Labour's Memory. Digitization of annual and financial reports of blue-collar worker unions 1880-2020
The labour movement has played a crucial role in the development of Swedish democracy. Trade unions were especially important in building the welfare state and in shaping the structure of the labour market. The Swedish trade union federations and their confederation, Landsorganisationen, also play an important role internationally. Their archives offer a unique potential to create comprehensive time series on the mobilization and organization of the largest organization in Sweden’s civil society. In order to accomplish this goal, the material needs to be digitized and made searchable.

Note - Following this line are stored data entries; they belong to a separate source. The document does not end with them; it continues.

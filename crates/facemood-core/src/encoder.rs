//! Face location + embedding capability.

use crate::detector::{DetectorError, FaceDetector, SCRFD_MODEL_FILE};
use crate::recognizer::{FaceRecognizer, RecognizerError, ARCFACE_MODEL_FILE};
use crate::types::DetectedFace;
use image::DynamicImage;
use std::path::Path;
use thiserror::Error;

#[derive(Error, Debug)]
pub enum EncodeError {
    #[error("detector error: {0}")]
    Detector(#[from] DetectorError),
    #[error("recognizer error: {0}")]
    Recognizer(#[from] RecognizerError),
}

/// Locates faces in an image and produces one embedding per face.
///
/// Faces are returned in the locator's own order; callers must not rely on
/// any particular sort.
pub trait FaceEncoder {
    fn encode(&mut self, image: &DynamicImage) -> Result<Vec<DetectedFace>, EncodeError>;
}

/// SCRFD detection followed by ArcFace embedding extraction.
pub struct OnnxFaceEncoder {
    detector: FaceDetector,
    recognizer: FaceRecognizer,
}

impl OnnxFaceEncoder {
    pub fn new(detector: FaceDetector, recognizer: FaceRecognizer) -> Self {
        Self { detector, recognizer }
    }

    /// Load both models from `model_dir`.
    pub fn load(model_dir: &Path) -> Result<Self, EncodeError> {
        let detector = FaceDetector::load(&model_dir.join(SCRFD_MODEL_FILE))?;
        let recognizer = FaceRecognizer::load(&model_dir.join(ARCFACE_MODEL_FILE))?;
        Ok(Self::new(detector, recognizer))
    }
}

impl FaceEncoder for OnnxFaceEncoder {
    fn encode(&mut self, image: &DynamicImage) -> Result<Vec<DetectedFace>, EncodeError> {
        let frame = image.to_rgb8();
        let boxes = self.detector.detect(&frame)?;

        let mut faces = Vec::with_capacity(boxes.len());
        for bbox in boxes {
            if bbox.landmarks.is_none() {
                tracing::debug!(confidence = bbox.confidence, "skipping face without landmarks");
                continue;
            }
            let embedding = self.recognizer.extract(&frame, &bbox)?;
            faces.push(DetectedFace { bbox, embedding });
        }

        tracing::debug!(faces = faces.len(), "faces encoded");
        Ok(faces)
    }
}
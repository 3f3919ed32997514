//! Face alignment via 4-DOF similarity transform.
//!
//! Warps a detected face onto the canonical 112×112 ArcFace template using
//! the five InsightFace reference landmarks.

use image::{Rgb, RgbImage};

/// ArcFace reference landmarks for a 112×112 output.
pub(crate) const REFERENCE_LANDMARKS_112: [(f32, f32); 5] = [
    (38.2946, 51.6963), // left eye
    (73.5318, 51.5014), // right eye
    (56.0252, 71.7366), // nose
    (41.5493, 92.3655), // left mouth
    (70.7299, 92.2041), // right mouth
];

pub const ALIGNED_SIZE: u32 = 112;

/// Similarity transform `dst = [a -b; b a] * src + [tx, ty]`.
#[derive(Debug, Clone, Copy, PartialEq)]
pub(crate) struct Similarity {
    pub a: f32,
    pub b: f32,
    pub tx: f32,
    pub ty: f32,
}

impl Similarity {
    /// Closed-form least-squares fit from `src` points to `dst` points.
    pub fn estimate(src: &[(f32, f32); 5], dst: &[(f32, f32); 5]) -> Self {
        let n = src.len() as f32;
        let mean = |pts: &[(f32, f32); 5]| {
            let (sx, sy) = pts.iter().fold((0.0, 0.0), |(ax, ay), &(x, y)| (ax + x, ay + y));
            (sx / n, sy / n)
        };
        let (smx, smy) = mean(src);
        let (dmx, dmy) = mean(dst);

        let mut dot = 0.0f32;
        let mut cross = 0.0f32;
        let mut norm = 0.0f32;
        for (&(sx, sy), &(dx, dy)) in src.iter().zip(dst.iter()) {
            let (sx, sy) = (sx - smx, sy - smy);
            let (dx, dy) = (dx - dmx, dy - dmy);
            dot += sx * dx + sy * dy;
            cross += sx * dy - sy * dx;
            norm += sx * sx + sy * sy;
        }

        if norm < 1e-12 {
            return Self { a: 1.0, b: 0.0, tx: dmx - smx, ty: dmy - smy };
        }

        let a = dot / norm;
        let b = cross / norm;
        Self {
            a,
            b,
            tx: dmx - (a * smx - b * smy),
            ty: dmy - (b * smx + a * smy),
        }
    }

    pub fn apply(&self, (x, y): (f32, f32)) -> (f32, f32) {
        (
            self.a * x - self.b * y + self.tx,
            self.b * x + self.a * y + self.ty,
        )
    }

    /// Inverse mapping, `None` for a degenerate transform.
    pub fn invert(&self) -> Option<Self> {
        let det = self.a * self.a + self.b * self.b;
        if det < 1e-12 {
            return None;
        }
        let a = self.a / det;
        let b = -self.b / det;
        Some(Self {
            a,
            b,
            tx: -(a * self.tx - b * self.ty),
            ty: -(b * self.tx + a * self.ty),
        })
    }
}

/// Bilinear sample of an RGB frame; outside pixels are black.
fn sample(frame: &RgbImage, x: f32, y: f32) -> Rgb<u8> {
    let x0 = x.floor();
    let y0 = y.floor();
    let fx = x - x0;
    let fy = y - y0;

    let px = |xi: f32, yi: f32| -> [f32; 3] {
        if xi < 0.0 || yi < 0.0 || xi >= frame.width() as f32 || yi >= frame.height() as f32 {
            return [0.0; 3];
        }
        let p = frame.get_pixel(xi as u32, yi as u32);
        [p[0] as f32, p[1] as f32, p[2] as f32]
    };

    let tl = px(x0, y0);
    let tr = px(x0 + 1.0, y0);
    let bl = px(x0, y0 + 1.0);
    let br = px(x0 + 1.0, y0 + 1.0);

    Rgb(std::array::from_fn(|c| {
        let v = tl[c] * (1.0 - fx) * (1.0 - fy)
            + tr[c] * fx * (1.0 - fy)
            + bl[c] * (1.0 - fx) * fy
            + br[c] * fx * fy;
        v.round().clamp(0.0, 255.0) as u8
    }))
}

/// Align a detected face to a canonical 112×112 RGB crop.
pub fn align_face(frame: &RgbImage, landmarks: &[(f32, f32); 5]) -> RgbImage {
    let forward = Similarity::estimate(landmarks, &REFERENCE_LANDMARKS_112);
    let Some(inverse) = forward.invert() else {
        return RgbImage::new(ALIGNED_SIZE, ALIGNED_SIZE);
    };

    RgbImage::from_fn(ALIGNED_SIZE, ALIGNED_SIZE, |ox, oy| {
        let (sx, sy) = inverse.apply((ox as f32, oy as f32));
        sample(frame, sx, sy)
    })
}

#[cfg(test)]
mod tests {
    use super::*;

    #[test]
    fn test_identity_transform() {
        let t = Similarity::estimate(&REFERENCE_LANDMARKS_112, &REFERENCE_LANDMARKS_112);
        assert!((t.a - 1.0).abs() < 1e-4, "a = {}", t.a);
        assert!(t.b.abs() < 1e-4, "b = {}", t.b);
        assert!(t.tx.abs() < 1e-3 && t.ty.abs() < 1e-3);
    }

    #[test]
    fn test_scaled_transform() {
        let src: [(f32, f32); 5] = std::array::from_fn(|i| {
            let (x, y) = REFERENCE_LANDMARKS_112[i];
            (x * 2.0 + 10.0, y * 2.0 - 4.0)
        });
        let t = Similarity::estimate(&src, &REFERENCE_LANDMARKS_112);
        assert!((t.a - 0.5).abs() < 1e-4, "a = {}", t.a);
        let (x, y) = t.apply(src[2]);
        assert!((x - REFERENCE_LANDMARKS_112[2].0).abs() < 1e-3);
        assert!((y - REFERENCE_LANDMARKS_112[2].1).abs() < 1e-3);
    }

    #[test]
    fn test_invert_roundtrip() {
        let t = Similarity { a: 0.8, b: 0.3, tx: 5.0, ty: -2.0 };
        let inv = t.invert().unwrap();
        let (x, y) = inv.apply(t.apply((17.0, 42.0)));
        assert!((x - 17.0).abs() < 1e-3 && (y - 42.0).abs() < 1e-3);
        assert!(Similarity { a: 0.0, b: 0.0, tx: 1.0, ty: 1.0 }.invert().is_none());
    }

    #[test]
    fn test_align_face_output_size() {
        let frame = RgbImage::from_pixel(640, 480, Rgb([128, 128, 128]));
        let aligned = align_face(&frame, &REFERENCE_LANDMARKS_112);
        assert_eq!(aligned.dimensions(), (ALIGNED_SIZE, ALIGNED_SIZE));
        assert_eq!(aligned.get_pixel(56, 56), &Rgb([128, 128, 128]));
    }

    #[test]
    fn test_landmark_lands_on_reference() {
        let mut frame = RgbImage::new(200, 200);
        let src: [(f32, f32); 5] = [
            (80.0, 60.0),
            (120.0, 60.0),
            (100.0, 85.0),
            (85.0, 110.0),
            (115.0, 110.0),
        ];
        for dy in 0..5 {
            for dx in 0..5 {
                frame.put_pixel(78 + dx, 58 + dy, Rgb([255, 0, 0]));
            }
        }

        let aligned = align_face(&frame, &src);
        let rx = REFERENCE_LANDMARKS_112[0].0.round() as u32;
        let ry = REFERENCE_LANDMARKS_112[0].1.round() as u32;
        let max_red = (rx - 1..=rx + 1)
            .flat_map(|x| (ry - 1..=ry + 1).map(move |y| (x, y)))
            .map(|(x, y)| aligned.get_pixel(x, y)[0])
            .max()
            .unwrap();
        assert!(max_red > 100, "expected bright patch near ({rx}, {ry}), max={max_red}");
    }
}
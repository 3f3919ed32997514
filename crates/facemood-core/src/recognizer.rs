//! ArcFace face recognizer via ONNX Runtime.
//!
//! Extracts 512-dimensional, L2-normalized embeddings from aligned face
//! crops using the w600k_r50 model.

use crate::alignment::{self, ALIGNED_SIZE};
use crate::types::{BoundingBox, Embedding};
use image::RgbImage;
use ndarray::Array4;
use ort::session::Session;
use ort::value::TensorRef;
use std::path::Path;
use thiserror::Error;

const ARCFACE_MEAN: f32 = 127.5;
const ARCFACE_STD: f32 = 127.5; // symmetric, unlike SCRFD
const ARCFACE_EMBEDDING_DIM: usize = 512;

/// File name of the recognition model inside the model directory.
pub const ARCFACE_MODEL_FILE: &str = "w600k_r50.onnx";

#[derive(Error, Debug)]
pub enum RecognizerError {
    #[error("model file not found: {0}")]
    ModelNotFound(String),
    #[error("inference failed: {0}")]
    InferenceFailed(String),
    #[error("face has no landmarks, alignment needs the five-point landmarks")]
    NoLandmarks,
    #[error("ort: {0}")]
    Ort(#[from] ort::Error),
}

/// ArcFace-based face recognizer.
pub struct FaceRecognizer {
    session: Session,
}

impl FaceRecognizer {
    /// Load the ArcFace ONNX model from the given path.
    pub fn load(model_path: &Path) -> Result<Self, RecognizerError> {
        if !model_path.exists() {
            return Err(RecognizerError::ModelNotFound(model_path.display().to_string()));
        }

        let session = Session::builder()?
            .with_intra_threads(2)?
            .commit_from_file(model_path)?;

        tracing::info!(path = %model_path.display(), "loaded ArcFace model");
        Ok(Self { session })
    }

    /// Extract the embedding of `face` from an RGB frame.
    pub fn extract(&mut self, frame: &RgbImage, face: &BoundingBox) -> Result<Embedding, RecognizerError> {
        let landmarks = face.landmarks.as_ref().ok_or(RecognizerError::NoLandmarks)?;
        let aligned = alignment::align_face(frame, landmarks);
        let input = preprocess(&aligned);

        let outputs = self.session.run(ort::inputs![TensorRef::from_array_view(input.view())?])?;
        let (_, raw) = outputs[0]
            .try_extract_tensor::<f32>()
            .map_err(|e| RecognizerError::InferenceFailed(format!("embedding extraction: {e}")))?;

        if raw.len() != ARCFACE_EMBEDDING_DIM {
            return Err(RecognizerError::InferenceFailed(format!(
                "expected {ARCFACE_EMBEDDING_DIM}-dim embedding, got {}",
                raw.len()
            )));
        }

        Ok(Embedding::new(l2_normalize(raw)))
    }
}

fn l2_normalize(raw: &[f32]) -> Vec<f32> {
    let norm = raw.iter().map(|x| x * x).sum::<f32>().sqrt();
    if norm > 0.0 {
        raw.iter().map(|x| x / norm).collect()
    } else {
        raw.to_vec()
    }
}

/// Aligned 112×112 RGB crop to a normalized NCHW tensor.
fn preprocess(aligned: &RgbImage) -> Array4<f32> {
    let size = ALIGNED_SIZE as usize;
    let mut tensor = Array4::<f32>::zeros((1, 3, size, size));
    for (x, y, pixel) in aligned.enumerate_pixels() {
        for c in 0..3 {
            tensor[[0, c, y as usize, x as usize]] = (pixel[c] as f32 - ARCFACE_MEAN) / ARCFACE_STD;
        }
    }
    tensor
}

#[cfg(test)]
mod tests {
    use super::*;
    use image::Rgb;

    #[test]
    fn test_preprocess_shape_and_channels() {
        let aligned = RgbImage::from_pixel(ALIGNED_SIZE, ALIGNED_SIZE, Rgb([0, 128, 255]));
        let tensor = preprocess(&aligned);
        assert_eq!(tensor.shape(), &[1, 3, 112, 112]);
        assert!((tensor[[0, 0, 5, 7]] + 1.0).abs() < 1e-6);
        assert!((tensor[[0, 1, 5, 7]] - (128.0 - ARCFACE_MEAN) / ARCFACE_STD).abs() < 1e-6);
        assert!((tensor[[0, 2, 5, 7]] - 1.0).abs() < 1e-6);
    }

    #[test]
    fn test_l2_normalize() {
        let v = l2_normalize(&[3.0, 4.0]);
        assert!((v[0] - 0.6).abs() < 1e-6 && (v[1] - 0.8).abs() < 1e-6);
        assert_eq!(l2_normalize(&[0.0, 0.0]), vec![0.0, 0.0]);
    }

    #[test]
    fn test_missing_model_file() {
        let err = FaceRecognizer::load(Path::new("/nonexistent/w600k_r50.onnx")).err().unwrap();
        assert!(matches!(err, RecognizerError::ModelNotFound(_)));
    }
}
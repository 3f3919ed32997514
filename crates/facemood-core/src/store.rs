//! Known-face store: precomputed embeddings paired with person names.
//!
//! On disk the store is the serialized pair `[embeddings, names]`, index-aligned.
//! Loading never validates the pairing; a malformed store surfaces later in
//! the matcher.

use crate::types::Embedding;
use serde::{Deserialize, Serialize};
use std::fs::File;
use std::io::BufReader;
use std::path::Path;
use thiserror::Error;

#[derive(Error, Debug)]
pub enum StoreError {
    #[error("failed to read encodings: {0}")]
    Io(#[from] std::io::Error),
    #[error("failed to decode encodings: {0}")]
    Decode(#[from] serde_json::Error),
}

/// What to do when the store exists but cannot be read.
#[derive(Debug, Clone, Copy, Default, PartialEq, Eq)]
pub enum StorePolicy {
    /// Log the cause and continue with an empty store.
    #[default]
    Lenient,
    /// Surface the failure as an error result.
    Strict,
}

/// Embeddings and names, `embeddings[i]` belongs to `names[i]`.
#[derive(Debug, Clone, Default, PartialEq, Serialize, Deserialize)]
#[serde(from = "(Vec<Embedding>, Vec<String>)", into = "(Vec<Embedding>, Vec<String>)")]
pub struct KnownFaceStore {
    pub embeddings: Vec<Embedding>,
    pub names: Vec<String>,
}

impl From<(Vec<Embedding>, Vec<String>)> for KnownFaceStore {
    fn from((embeddings, names): (Vec<Embedding>, Vec<String>)) -> Self {
        Self { embeddings, names }
    }
}

impl From<KnownFaceStore> for (Vec<Embedding>, Vec<String>) {
    fn from(store: KnownFaceStore) -> Self {
        (store.embeddings, store.names)
    }
}

impl KnownFaceStore {
    pub fn new(embeddings: Vec<Embedding>, names: Vec<String>) -> Self {
        Self { embeddings, names }
    }

    pub fn len(&self) -> usize {
        self.embeddings.len()
    }

    pub fn is_empty(&self) -> bool {
        self.embeddings.is_empty()
    }

    /// Name paired with the embedding at `index`.
    pub fn name(&self, index: usize) -> Option<&str> {
        self.names.get(index).map(String::as_str)
    }

    /// Distinct embedding dimensions present in the store, ascending.
    pub fn dimensions(&self) -> Vec<usize> {
        let mut dims: Vec<usize> = self.embeddings.iter().map(Embedding::len).collect();
        dims.sort_unstable();
        dims.dedup();
        dims
    }
}

/// Load the known-face store from `path`.
///
/// A missing file yields an empty store. Read and decode failures are
/// returned to the caller, which picks a [`StorePolicy`].
pub fn load_known_faces(path: &Path) -> Result<KnownFaceStore, StoreError> {
    if !path.exists() {
        tracing::debug!(path = %path.display(), "encodings file absent, using empty store");
        return Ok(KnownFaceStore::default());
    }

    let reader = BufReader::new(File::open(path)?);
    let store: KnownFaceStore = serde_json::from_reader(reader)?;

    tracing::info!(
        path = %path.display(),
        entries = store.len(),
        names = store.names.len(),
        "loaded known faces"
    );

    Ok(store)
}

/// Load the store and apply `policy` to failures.
pub fn load_with_policy(path: &Path, policy: StorePolicy) -> Result<KnownFaceStore, StoreError> {
    match load_known_faces(path) {
        Ok(store) => Ok(store),
        Err(err) if policy == StorePolicy::Lenient => {
            tracing::warn!(path = %path.display(), error = %err, "failed to load encodings, continuing with no known faces");
            Ok(KnownFaceStore::default())
        }
        Err(err) => Err(err),
    }
}
use facemood_core::matcher::{DEFAULT_ACCURACY_THRESHOLD, DEFAULT_MATCH_TOLERANCE};
use facemood_core::{DistanceMetric, MatchSettings, StorePolicy};
use serde::Deserialize;
use std::path::{Path, PathBuf};
use thiserror::Error;

#[derive(Error, Debug)]
pub enum ConfigError {
    #[error("failed to read config {path}: {source}")]
    Read {
        path: String,
        source: std::io::Error,
    },
    #[error("invalid config {path}: {source}")]
    Parse {
        path: String,
        source: toml::de::Error,
    },
}

/// Runtime configuration.
///
/// Layered: defaults, then an optional TOML file, then `FACEMOOD_*`
/// environment variables. Command-line flags are applied by the caller.
#[derive(Debug, Clone, PartialEq, Deserialize)]
#[serde(default, deny_unknown_fields)]
pub struct Config {
    /// Captured photo; consumed (deleted) once emotion analysis runs.
    pub image_path: PathBuf,
    /// Known-face store (`[embeddings, names]` JSON).
    pub store_path: PathBuf,
    /// Directory containing the ONNX model files.
    pub model_dir: PathBuf,
    /// Boolean match criterion.
    pub match_tolerance: f32,
    /// Maximum distance (exclusive) for accepting an identity.
    pub accuracy_threshold: f32,
    pub metric: DistanceMetric,
    /// Fail instead of continuing with no known faces when the store is unreadable.
    pub strict_store: bool,
}

impl Default for Config {
    fn default() -> Self {
        Self {
            image_path: facemood_core::cache_dir().join("capture.jpg"),
            store_path: facemood_core::data_dir().join("encodings.json"),
            model_dir: facemood_core::default_model_dir(),
            match_tolerance: DEFAULT_MATCH_TOLERANCE,
            accuracy_threshold: DEFAULT_ACCURACY_THRESHOLD,
            metric: DistanceMetric::default(),
            strict_store: false,
        }
    }
}

impl Config {
    /// Load from `file` (or `FACEMOOD_CONFIG`), then apply the environment.
    pub fn load(file: Option<&Path>) -> Result<Self, ConfigError> {
        let file = file
            .map(Path::to_path_buf)
            .or_else(|| std::env::var("FACEMOOD_CONFIG").ok().map(PathBuf::from));

        let mut config = match file {
            Some(path) => Self::from_file(&path)?,
            None => Self::default(),
        };
        config.apply_env(|key| std::env::var(key).ok());
        Ok(config)
    }

    pub fn from_file(path: &Path) -> Result<Self, ConfigError> {
        let text = std::fs::read_to_string(path).map_err(|source| ConfigError::Read {
            path: path.display().to_string(),
            source,
        })?;
        let config = toml::from_str(&text).map_err(|source| ConfigError::Parse {
            path: path.display().to_string(),
            source,
        })?;
        tracing::debug!(path = %path.display(), "loaded config file");
        Ok(config)
    }

    /// Override fields from `FACEMOOD_*` variables; unparsable values are ignored.
    pub fn apply_env(&mut self, lookup: impl Fn(&str) -> Option<String>) {
        if let Some(v) = lookup("FACEMOOD_IMAGE_PATH") {
            self.image_path = PathBuf::from(v);
        }
        if let Some(v) = lookup("FACEMOOD_STORE_PATH") {
            self.store_path = PathBuf::from(v);
        }
        if let Some(v) = lookup("FACEMOOD_MODEL_DIR") {
            self.model_dir = PathBuf::from(v);
        }
        env_parse(&lookup, "FACEMOOD_MATCH_TOLERANCE", &mut self.match_tolerance);
        env_parse(&lookup, "FACEMOOD_ACCURACY_THRESHOLD", &mut self.accuracy_threshold);
        env_parse(&lookup, "FACEMOOD_METRIC", &mut self.metric);
        if let Some(v) = lookup("FACEMOOD_STRICT_STORE") {
            self.strict_store = v != "0" && !v.eq_ignore_ascii_case("false");
        }
    }

    pub fn match_settings(&self) -> MatchSettings {
        MatchSettings {
            metric: self.metric,
            tolerance: self.match_tolerance,
            accuracy_threshold: self.accuracy_threshold,
        }
    }

    pub fn store_policy(&self) -> StorePolicy {
        if self.strict_store {
            StorePolicy::Strict
        } else {
            StorePolicy::Lenient
        }
    }
}

fn env_parse<T: std::str::FromStr>(lookup: &impl Fn(&str) -> Option<String>, key: &str, slot: &mut T) {
    let Some(raw) = lookup(key) else {
        return;
    };
    match raw.parse() {
        Ok(v) => *slot = v,
        Err(_) => tracing::warn!(key, value = %raw, "ignoring unparsable environment override"),
    }
}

This project will create a collection of digitised annual and financial reports from local, regional, national and international trade union organisations from 1880 to 2020. The digitised material will be indexed and made searchable in collaboration with labour history experts and computational linguists. The database will be developed, stored and made available for researchers by the Swedish Labour Movement’s Archive and Library, the Popular Movements’ Archive in Uppsala, the Archiv der sozialen Demokratie and the International Institute of social history. These four archival institutions will make the data easily and permanently available to the research community. Combining holdings enables us to create a unique infrastructure that connects the local, regional, national and international levels.
Final report
Final Report, Labour’s Memory (IN20-0040)
PURPOSE & DEVELOPMENT
The aim of this infrastructure project was to make historical source material from the trade union movement accessible, ranging from local organisations in Sweden to global federations. The number of organisations within this social movement is vast, and the archival material is complex. Through this infrastructure, we are creating access points to this material and enabling systematic searches that were previously unfeasible. These open up opportunities for both new research questions and access to historical source documents for trade union members and the general public. Furthermore, the aim has been to develop archival institutions’ workflows for the interpretation of handwritten text using language models (Large Language Models – LLMs) and computational linguistics methods for search optimisation.
PROJECT RESULTS TO DATE
Four archival institutions with varying technical capabilities participated in the project. The International Institute for Social History (IISH) in Amsterdam and the Archiv der sozialen Demokratie (AdSD) in Bonn both had workflows for digitising and making archive material accessible integrated into their operations. The Labour Movement Archive and Library (ARAB) in Huddinge and the Folkrörelsearkivet för Uppsala län (FAC) in Uppsala lacked this when the project began. One result is therefore that this approach is now part of the day-to-day work of these two institutions. Technical equipment, including workstations, servers, and software for processing the material using Optical Character Recognition (OCR) and Handwritten Text Recognition (HTR), packaging and archiving it, and publishing it on the internet, is now in place.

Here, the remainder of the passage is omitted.